Kundera is just as likely to be inspired by philosophers and composers as he is other writers, and often thinks about his novels in musical terms. In an interview with the Paris Review, he said, "I first thought of The Unbearable Lightness of Being in a musical way. I knew that the last part had to be pianissimo and lento: it focuses on a rather short, uneventful period, in a single location, and the tone is quiet. I also knew that this part had to be preceded by a prestissimo: that is the part entitled 'The Grand March.'"
And of course today is April Fools' Day, a day for good-natured pranks, hoaxes, and general silliness. The earliest recorded association between April 1st and foolishness is in Chaucer's The Canterbury Tales in 1392, although this may be a result of misinterpretation rather than Chaucer's intention: in "The Nuns' Priest's Tale," there is a line "Since March began thirty days and two ..." which is probably a reference to the May 2nd betrothal of King Richard II to Anne of Bohemia, and not "March 32nd" as readers interpreted it. In any case, the story features Chanticleer, a vain rooster, being tricked by a fox, and some believe that's how the date became associated with harmless trickery.

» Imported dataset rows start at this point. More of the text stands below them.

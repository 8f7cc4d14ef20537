//! Platform BLE surface consumed by the central and peripheral roles
//!
//! The OS stack delivers results asynchronously, so commands on these traits
//! either return quickly or are fire-and-forget: their outcome arrives later as
//! a [`CentralEvent`] or [`PeripheralEvent`] on the role's event channel. Each
//! role drains its channel on its own task, which keeps central and peripheral
//! transitions from interleaving.

use std::fmt;
use std::sync::Arc;

use async_trait::async_trait;
use meshlink_core::DeviceUuid;
use tokio::io::{AsyncRead, AsyncWrite};
use tokio::sync::mpsc;
use uuid::Uuid;

use crate::error::{BleError, Result};

// ----------------------------------------------------------------------------
// Radio and Channel Types
// ----------------------------------------------------------------------------

/// Power state reported by a central or peripheral manager
#[derive(Debug, Clone, Copy, PartialEq, Eq)]
pub enum RadioState {
    Unknown,
    Resetting,
    Unsupported,
    Unauthorized,
    PoweredOff,
    PoweredOn,
}

impl RadioState {
    pub fn is_powered_on(&self) -> bool {
        matches!(self, RadioState::PoweredOn)
    }
}

/// Byte stream of an open L2CAP channel
pub trait ChannelStream: AsyncRead + AsyncWrite + Send + Unpin {}

impl<T> ChannelStream for T where T: AsyncRead + AsyncWrite + Send + Unpin {}

/// An open L2CAP channel and the device at the other end
pub struct BleChannel {
    pub device: DeviceUuid,
    pub stream: Box<dyn ChannelStream>,
}

impl BleChannel {
    pub fn new(device: DeviceUuid, stream: impl ChannelStream + 'static) -> Self {
        Self {
            device,
            stream: Box::new(stream),
        }
    }
}

impl fmt::Debug for BleChannel {
    fn fmt(&self, f: &mut fmt::Formatter<'_>) -> fmt::Result {
        f.debug_struct("BleChannel")
            .field("device", &self.device)
            .finish_non_exhaustive()
    }
}

// ----------------------------------------------------------------------------
// Central Role
// ----------------------------------------------------------------------------

/// A remote peripheral discovered by the central role
pub trait PeripheralLink: Send + Sync + fmt::Debug {
    fn device(&self) -> DeviceUuid;

    /// Begin connecting; answers with `Connected` or `FailedToConnect`
    fn connect(&self);

    /// Look up the mesh service and handshake characteristic; answers with
    /// `HandshakeDiscovered`
    fn discover_handshake(&self);

    /// Read the handshake value; answers with `HandshakeRead`
    fn read_handshake(&self);

    /// Open an L2CAP channel to `psm`; answers with `ChannelOpened`
    fn open_channel(&self, psm: u16);

    /// Drop the OS-level connection. Fails when the radio is not powered on.
    fn cancel_connection(&self) -> Result<()>;
}

pub type PeripheralRef = Arc<dyn PeripheralLink>;

#[async_trait]
pub trait BleCentral: Send + Sync {
    fn radio_state(&self) -> RadioState;
    fn is_scanning(&self) -> bool;
    async fn start_scan(&self, service: Uuid) -> Result<()>;
    async fn stop_scan(&self) -> Result<()>;
}

#[derive(Debug)]
pub enum CentralEvent {
    StateChanged(RadioState),
    Discovered(PeripheralRef),
    Connected(DeviceUuid),
    FailedToConnect {
        device: DeviceUuid,
        reason: String,
    },
    Disconnected(DeviceUuid),
    HandshakeDiscovered {
        device: DeviceUuid,
        result: Result<()>,
    },
    HandshakeRead {
        device: DeviceUuid,
        result: Result<Vec<u8>>,
    },
    ChannelOpened {
        device: DeviceUuid,
        result: Result<BleChannel>,
    },
}

// ----------------------------------------------------------------------------
// Peripheral Role
// ----------------------------------------------------------------------------

#[async_trait]
pub trait BlePeripheralManager: Send + Sync {
    fn radio_state(&self) -> RadioState;

    /// Publish an unencrypted L2CAP channel; answers with `ChannelPublished`
    fn publish_channel(&self);

    /// Replace any published services with the mesh service carrying
    /// `handshake` as its readable value; answers with `ServiceAdded`
    fn set_service(&self, handshake: Vec<u8>);

    async fn start_advertising(&self) -> Result<()>;
    async fn stop_advertising(&self) -> Result<()>;
    async fn remove_all_services(&self) -> Result<()>;
}

#[derive(Debug)]
pub enum PeripheralEvent {
    StateChanged(RadioState),
    ChannelPublished(Result<u16>),
    ServiceAdded(Result<()>),
    InboundChannel {
        device: DeviceUuid,
        result: Result<BleChannel>,
    },
}

// ----------------------------------------------------------------------------
// Platform Bundle
// ----------------------------------------------------------------------------

/// Both roles of a platform backend together with their event channels
pub struct BlePlatform {
    pub central: Arc<dyn BleCentral>,
    pub central_events: mpsc::UnboundedReceiver<CentralEvent>,
    pub peripheral: Arc<dyn BlePeripheralManager>,
    pub peripheral_events: mpsc::UnboundedReceiver<PeripheralEvent>,
}

impl fmt::Debug for BlePlatform {
    fn fmt(&self, f: &mut fmt::Formatter<'_>) -> fmt::Result {
        f.debug_struct("BlePlatform")
            .field("central", &self.central.radio_state())
            .field("peripheral", &self.peripheral.radio_state())
            .finish()
    }
}

/// Peripheral manager for platforms without peripheral-role support
#[derive(Debug, Default)]
pub struct UnsupportedPeripheral;

#[async_trait]
impl BlePeripheralManager for UnsupportedPeripheral {
    fn radio_state(&self) -> RadioState {
        RadioState::Unsupported
    }

    fn publish_channel(&self) {}

    fn set_service(&self, _handshake: Vec<u8>) {}

    async fn start_advertising(&self) -> Result<()> {
        Err(BleError::Unsupported("advertising"))
    }

    async fn stop_advertising(&self) -> Result<()> {
        Ok(())
    }

    async fn remove_all_services(&self) -> Result<()> {
        Ok(())
    }
}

Many cultures have lighthearted celebrations around this time of year, and, in the Northern Hemisphere, it may be related to the spring equinox. One explanation for the April Fools' holiday seemed plausible, until it was revealed as a hoax itself — Joseph Boskin, a professor of history at Boston University, said the practice dated back to the reign of Emperor Constantine, who was challenged by his jesters that a fool could run the empire as well as he did. Constantine appointed Kugel the jester "king for a day," and one of Kugel's acts was to decree an annual day of merriment. The Associated Press ran with the story, and didn't realize Boskin had made the whole thing up until a couple of weeks later.
One April Fools' Day announcement that was not a hoax was in 2004, when Google announced its new Gmail service. People couldn't be blamed for thinking it was a prank, given Google's propensity for April Fools' leg-pulling, and the announced 1-gigabyte online storage for e-mail was far larger than anything any other company had offered.